**WHAT IS NEEDED**: Nothing should be output except the lines from the top of the material below through the line that contains "program studi from", each exactly as written.
[DATA TO EXAMINE]
use async_trait::async_trait;
use serde::{de::DeserializeOwned, Serialize};
use sqlx::{postgres::PgRow, FromRow, PgConnection};
use uuid::Uuid;

use crate::validation::FieldErrors;

/// A table whose rows block deletion of the owner while any reference them
#[derive(Debug, Clone, Copy)]
pub struct Dependent {
    pub table: &'static str,
    pub column: &'static str,
    pub label: &'static str,
}

impl Dependent {
    pub const fn new(table: &'static str, column: &'static str, label: &'static str) -> Self {
        Self { table, column, label }
    }
}

/// Where a new or updated row takes its program studi from
#[derive(Debug, Clone, Copy, PartialEq, Eq)]
pub enum TenantSource {
    /// Explicit `program_studi_id` in the body, honoured for unscoped callers
    Requested(Option<Uuid>),
    /// Inherited from a parent row (CPMK from its mata kuliah)
    Parent {
        table: &'static str,
        field: &'static str,
        label: &'static str,
        id: Uuid,
    },
}

/// A curriculum row owned by one program studi with a tenant-unique code
#[async_trait]
pub trait TenantEntity: for<'r> FromRow<'r, PgRow> + Serialize + Send + Sync + Unpin + 'static {
    const TABLE: &'static str;
    /// Human label used in messages ("CPL", "Mata Kuliah")
    const LABEL: &'static str;
    const CODE_COLUMN: &'static str;
    const CODE_LABEL: &'static str;
    /// Raw ORDER BY expression
    const ORDER_BY: &'static str;
    const SEARCH_COLUMNS: &'static [&'static str];
    const DEPENDENTS: &'static [Dependent];
    /// Column filtered by the `mata_kuliah_id` list parameter, if any
    const PARENT_COLUMN: Option<&'static str> = None;

    type Input: DeserializeOwned + Send + 'static;
    type Payload: Send + Sync + 'static;

    fn id(&self) -> Uuid;
    fn program_studi_id(&self) -> Uuid;

    fn validate(input: Self::Input) -> Result<Self::Payload, FieldErrors>;
    fn code(payload: &Self::Payload) -> &str;
    fn tenant_source(payload: &Self::Payload) -> TenantSource;

    async fn insert(conn: &mut PgConnection, tenant: Uuid, payload: &Self::Payload) -> Result<Self, sqlx::Error>;

    async fn update(
        conn: &mut PgConnection,
        id: Uuid,
        tenant: Uuid,
        payload: &Self::Payload,
    ) -> Result<Self, sqlx::Error>;
}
[/DATA TO EXAMINE]
**RESPONSE FOR THIS EXERCISE**:
use async_trait::async_trait;
use serde::{de::DeserializeOwned, Serialize};
use sqlx::{postgres::PgRow, FromRow, PgConnection};
use uuid::Uuid;

use crate::validation::FieldErrors;

/// A table whose rows block deletion of the owner while any reference them
#[derive(Debug, Clone, Copy)]
pub struct Dependent {
    pub table: &'static str,
    pub column: &'static str,
    pub label: &'static str,
}

impl Dependent {
    pub const fn new(table: &'static str, column: &'static str, label: &'static str) -> Self {
        Self { table, column, label }
    }
}

/// Where a new or updated row takes its program studi from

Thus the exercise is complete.